PLAX with posterior sweep outlining the tricuspid valve and RV inflow. One may appreciate that the myocardium of the RV does not seem to shorten during systole (or even thickening seems impaired).

Sweep from base to Apex. The parasternal short axis demonstrates that there is LV systolic dysfunction. The pulmonary valve opens and closes.

One may appreciate the RCA in B-mode. We also can appreciate that there is no obvious RVOT obstruction. The pulmonary valve opens and closes.

Visualization of the LCA in appropriate configuration. This is not explained by ALCAPA

Biventricular dysfunction. The RV is hypertrophied and the apex is trabeculated.

Sweep from posterior to anterior. Normal configuration of great vessels. Inflow valves are opening and closing.

RV focus view outlining moderate RV dysfunction.
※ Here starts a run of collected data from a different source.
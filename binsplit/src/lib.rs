pub mod annotation;
pub mod sample;
pub mod split_bins;
#[macro_use]
extern crate log;

pub use annotation::{load_annotation, AnnotationConfig};
pub use split_bins::{split, SplitConfig};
RV FAC is decreased at 19%

LV focuse view. Colour shows that there is some mild mitral insufficiency, possibly from subendocardial ischemia to the papillary muscles (proxy that this LV has suffered an event of perinatal asphyxia).
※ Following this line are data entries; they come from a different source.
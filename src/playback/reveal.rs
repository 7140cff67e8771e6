//! Cancellable text-reveal timer.
//!
//! The reveal duration is first estimated from character count, then
//! corrected once the true audio duration is known. A correction is a
//! cancel-plus-reschedule of the pending task, never an adjustment of a
//! running timer.

use std::time::Duration;

use tokio::sync::mpsc;
use tokio::time::Instant;
use tokio_util::sync::CancellationToken;
use tracing::debug;

use super::PipelineEvent;

/// Drives the reveal clock for the sentence currently playing.
#[derive(Default)]
pub struct RevealTimer {
    token: Option<CancellationToken>,
    started_at: Option<Instant>,
    scheduled: Duration,
}

impl RevealTimer {
    pub fn new() -> Self {
        Self::default()
    }

    /// Start the timer with the estimated duration. Any previous timer is
    /// cancelled first.
    pub fn start(&mut self, sequence: u64, estimate: Duration, events: mpsc::UnboundedSender<PipelineEvent>) {
        self.cancel();
        self.started_at = Some(Instant::now());
        self.scheduled = estimate;
        self.spawn(sequence, estimate, events);
    }

    /// Correct the running timer with the true audio duration.
    ///
    /// If the difference from the scheduled duration is within `threshold`,
    /// the estimate stands. Otherwise the pending task is cancelled and a new
    /// one is scheduled to fire at `start + actual`, so the reveal never
    /// outlasts the audio by more than the threshold.
    ///
    /// # Returns
    /// The corrected reveal duration, if a reschedule happened.
    pub fn correct(
        &mut self,
        sequence: u64,
        actual: Duration,
        threshold: Duration,
        events: mpsc::UnboundedSender<PipelineEvent>,
    ) -> Option<Duration> {
        let started_at = self.started_at?;

        let drift = if actual > self.scheduled { actual - self.scheduled } else { self.scheduled - actual };
        if drift <= threshold {
            return None;
        }

        debug!("Rescheduling reveal for #{}: {:?} -> {:?}", sequence, self.scheduled, actual);

        if let Some(token) = self.token.take() {
            token.cancel();
        }
        self.scheduled = actual;

        let remaining = (started_at + actual).saturating_duration_since(Instant::now());
        self.spawn(sequence, remaining, events);
        Some(actual)
    }

    /// Cancel the pending timer without firing it.
    pub fn cancel(&mut self) {
        if let Some(token) = self.token.take() {
            token.cancel();
        }
        self.started_at = None;
    }

    fn spawn(&mut self, sequence: u64, delay: Duration, events: mpsc::UnboundedSender<PipelineEvent>) {
        let token = CancellationToken::new();
        self.token = Some(token.clone());

        tokio::spawn(async move {
            tokio::select! {
                _ = token.cancelled() => {}
                _ = tokio::time::sleep(delay) => {
                    let _ = events.send(PipelineEvent::RevealFinished { sequence });
                }
            }
        });
    }
}

#[cfg(test)]
mod tests {
    use super::*;

    #[tokio::test(start_paused = true)]
    async fn test_fires_after_estimate() {
        let (tx, mut rx) = mpsc::unbounded_channel();
        let mut timer = RevealTimer::new();
        timer.start(0, Duration::from_millis(100), tx);

        tokio::time::advance(Duration::from_millis(110)).await;
        assert_eq!(rx.recv().await, Some(PipelineEvent::RevealFinished { sequence: 0 }));
    }

    #[tokio::test(start_paused = true)]
    async fn test_small_drift_keeps_estimate() {
        let (tx, mut rx) = mpsc::unbounded_channel();
        let mut timer = RevealTimer::new();
        timer.start(1, Duration::from_millis(100), tx.clone());

        let corrected = timer.correct(1, Duration::from_millis(120), Duration::from_millis(50), tx);
        assert_eq!(corrected, None);

        tokio::time::advance(Duration::from_millis(110)).await;
        assert_eq!(rx.recv().await, Some(PipelineEvent::RevealFinished { sequence: 1 }));
    }

    #[tokio::test(start_paused = true)]
    async fn test_large_drift_reschedules() {
        let (tx, mut rx) = mpsc::unbounded_channel();
        let mut timer = RevealTimer::new();
        timer.start(2, Duration::from_millis(100), tx.clone());

        let corrected = timer.correct(2, Duration::from_millis(400), Duration::from_millis(50), tx);
        assert_eq!(corrected, Some(Duration::from_millis(400)));

        // The original estimate must not fire.
        tokio::time::advance(Duration::from_millis(150)).await;
        assert!(rx.try_recv().is_err());

        tokio::time::advance(Duration::from_millis(300)).await;
        assert_eq!(rx.recv().await, Some(PipelineEvent::RevealFinished { sequence: 2 }));
    }

    #[tokio::test(start_paused = true)]
    async fn test_cancel_suppresses_fire() {
        let (tx, mut rx) = mpsc::unbounded_channel();
        let mut timer = RevealTimer::new();
        timer.start(3, Duration::from_millis(50), tx);
        timer.cancel();

        tokio::time::advance(Duration::from_millis(100)).await;
        assert!(rx.try_recv().is_err());
    }
}
//! Audio output sink for synthesized clips.
//!
//! One clip plays at a time; `play` resolves when the clip has drained (or
//! was stopped). The cpal implementation feeds the device callback through a
//! lock-free ring buffer to avoid mutex contention on the audio thread, and
//! resamples clips whose rate differs from the device rate.

use std::sync::Arc;
use std::sync::atomic::{AtomicBool, Ordering};
use std::time::Duration;

use anyhow::{Context, Result};
use async_trait::async_trait;
use cpal::traits::{DeviceTrait, StreamTrait};
use cpal::{Stream, StreamConfig};
use parking_lot::Mutex;
use ringbuf::HeapRb;
use ringbuf::traits::{Consumer, Observer, Producer, Split};
use tracing::{debug, info, warn};

use crate::audio::resampler::resample;
use crate::audio::util::{find_best_config, find_output_device, get_device_name};
use crate::synth::AudioClip;

/// Size of the playback ring buffer in samples (~11 seconds at 48kHz).
const PLAYBACK_RING_SIZE: usize = 524288;

/// Poll interval while waiting for a clip to drain.
const DRAIN_POLL: Duration = Duration::from_millis(25);

/// Destination for ready clips. Exactly one clip is active at a time; the
/// playback engine enforces that structurally, not the sink.
#[async_trait]
pub trait AudioSink: Send + Sync {
    /// Play a clip to completion. Resolves early (without error) when the
    /// sink is stopped mid-clip.
    async fn play(&self, clip: AudioClip) -> Result<()>;

    /// Interrupt the current clip and drop anything still queued.
    async fn stop(&self);
}

/// cpal-backed sink writing to an output device.
pub struct CpalSink {
    /// Kept alive to maintain the audio stream
    _stream: Stream,
    device_sample_rate: u32,
    /// Ring buffer producer (mutex protects multi-task queue access)
    producer: Mutex<ringbuf::HeapProd<f32>>,
    interrupt: Arc<AtomicBool>,
    playing: Arc<AtomicBool>,
}

impl CpalSink {
    /// Open the output device and start the stream.
    ///
    /// # Arguments
    /// * `device_name` - Optional device name substring; default device if `None`
    ///
    /// # Errors
    /// Returns an error if no device is available, no F32 configuration
    /// exists, or the stream cannot be built.
    pub fn new(device_name: Option<&str>) -> Result<Self> {
        let device = find_output_device(device_name)?;
        info!("Using output device: {}", get_device_name(&device));

        let device_sample_rate = match device.default_output_config() {
            Ok(default_config) => default_config.sample_rate(),
            Err(_) => {
                let supported = device.supported_output_configs().context("Failed to get supported output configs")?;
                find_best_config(supported, 48000)?.sample_rate()
            }
        };

        let supported = device.supported_output_configs().context("Failed to get supported output configs")?;
        let config = find_best_config(supported, device_sample_rate)?;

        debug!(
            "Audio sink config: {} Hz, {} channels, {:?}",
            device_sample_rate,
            config.channels(),
            config.sample_format()
        );

        let ring = HeapRb::<f32>::new(PLAYBACK_RING_SIZE);
        let (producer, mut consumer) = ring.split();

        let interrupt = Arc::new(AtomicBool::new(false));
        let playing = Arc::new(AtomicBool::new(false));

        let interrupt_cb = interrupt.clone();
        let playing_cb = playing.clone();
        let channels = config.channels() as usize;
        let stream_config: StreamConfig = config.config();

        let err_fn = |err| {
            tracing::error!("Audio playback error: {}", err);
        };

        let stream = device.build_output_stream(
            &stream_config,
            move |data: &mut [f32], _: &cpal::OutputCallbackInfo| {
                if interrupt_cb.load(Ordering::Relaxed) {
                    // Stopped: discard everything queued and go silent.
                    consumer.clear();
                    data.fill(0.0);
                    playing_cb.store(false, Ordering::SeqCst);
                    return;
                }

                for frame in data.chunks_mut(channels) {
                    let sample = consumer.try_pop().unwrap_or(0.0);
                    // Duplicate mono sample to all channels
                    for channel in frame.iter_mut() {
                        *channel = sample;
                    }
                }

                if consumer.is_empty() {
                    playing_cb.store(false, Ordering::SeqCst);
                }
            },
            err_fn,
            None,
        )?;

        stream.play().context("Failed to start playback stream")?;

        info!("Audio sink ready at {} Hz (lock-free)", device_sample_rate);

        Ok(Self { _stream: stream, device_sample_rate, producer: Mutex::new(producer), interrupt, playing })
    }
}

#[async_trait]
impl AudioSink for CpalSink {
    async fn play(&self, clip: AudioClip) -> Result<()> {
        if clip.samples.is_empty() {
            return Ok(());
        }

        self.interrupt.store(false, Ordering::SeqCst);

        let samples = if clip.sample_rate != self.device_sample_rate {
            match resample(&clip.samples, clip.sample_rate, self.device_sample_rate) {
                Ok(resampled) => resampled,
                Err(e) => {
                    tracing::error!("Resampling failed: {}, playing without resampling", e);
                    clip.samples
                }
            }
        } else {
            clip.samples
        };

        {
            let mut producer = self.producer.lock();
            let written = producer.push_slice(&samples);
            if written < samples.len() {
                warn!("Playback buffer overflow, dropped {} samples", samples.len() - written);
            }
        }

        self.playing.store(true, Ordering::SeqCst);
        debug!("Playing {} samples at {} Hz", samples.len(), self.device_sample_rate);

        let duration_secs = samples.len() as f64 / self.device_sample_rate as f64;
        let deadline = tokio::time::Instant::now() + Duration::from_secs_f64(duration_secs + 1.0);

        while self.playing.load(Ordering::Relaxed) {
            if self.interrupt.load(Ordering::Relaxed) {
                debug!("Playback interrupted");
                return Ok(());
            }
            if tokio::time::Instant::now() > deadline {
                warn!("Playback timeout exceeded");
                return Ok(());
            }
            tokio::time::sleep(DRAIN_POLL).await;
        }

        debug!("Playback completed");
        Ok(())
    }

    async fn stop(&self) {
        self.interrupt.store(true, Ordering::SeqCst);
        self.playing.store(false, Ordering::SeqCst);
    }
}

impl Drop for CpalSink {
    fn drop(&mut self) {
        self.interrupt.store(true, Ordering::SeqCst);
        self.playing.store(false, Ordering::SeqCst);
    }
}
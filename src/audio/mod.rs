//! Audio output plumbing.
//!
//! Cross-platform device access via cpal, high-quality resampling via
//! rubato, and the low-latency PCM renderer for the raw-frame transport.

pub mod renderer;
pub mod resampler;
pub mod util;

pub use renderer::{FrameMsg, FrameQueue, PcmRenderer, RendererHandle, RendererSink, StreamFormat};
TAPSE is depressed at 3 mm

dp-dt of the MR < 1200 mmHg/s (at 844) outlining LV dysfunction (systolic).

Flow is laminar via the LVOT. There is no LVOT obstruction. One may also appreciate the eccentric mitral insufficiency jet.

LVOT - VTI (stroke distance) is depressed. This outlines the resulting depressed LV output.

TDI of the RV free wall.

Depressed RVOT-VTI (decreased stroke distance and output)

LV lateral wall and septal wall with depressed systolic peak velocities by tissue doppler imaging.

Depressed EF by Simpson's in A4C (33%)

Shortening fraction is depressed at 18%. No signs of significant hypertrophy.

There may be some early indicator of LV diastolic dysfunction with a low E/A ratio

No obvious coarctation with appropriate aortic caliber and laminar flow. A restrictive PDA may be observed (bidirectional in nature, although not fully appreciated from these clips).

Decreased VTI in the descending Aorta from the depressed LV output.

Echocardiography after Epinephrine IV

Improved biventricular function in A4C (EF: 57%, FAC 37%)

At a Nyquist of 77, nice laminar flow through the LVOT into the Ascending Aorta.

Mild TR - indicating some residual RV strain

PDA small and almost closed - bidirectional

One may observe in the subcostal view the UVL at the IVC-RA junction, some degree of free fluid below the diaphragm.

Some pericardial fluid is observed in this PSAX view.

Some mild mitral insufficiency from the residual subendocardial ischemia to the papillary muscles of the mitral valve.

Adequate subjective RV and LV function by A4C view.

Sweep in the PSAX: flattening of the septum in systole (iso-systemic PA pressure), some degree of RV dilation

RV looks similar in size to the LV. there is adequate RV function.

Normalized TAPSE.

Normalized RV TDI.

Although angulated, one may appreciate the low-normal systolic velocity of the LV free wall (5th beat being the clearest)

E>A velocity.

Improved LVO

Improved RVO

Improved VTI in the descending abdominal aorta.

Improvement in the Shortening fraction, although there is paradoxical movement of the inter-ventricular septum from the isosystemic pulmonary pressure.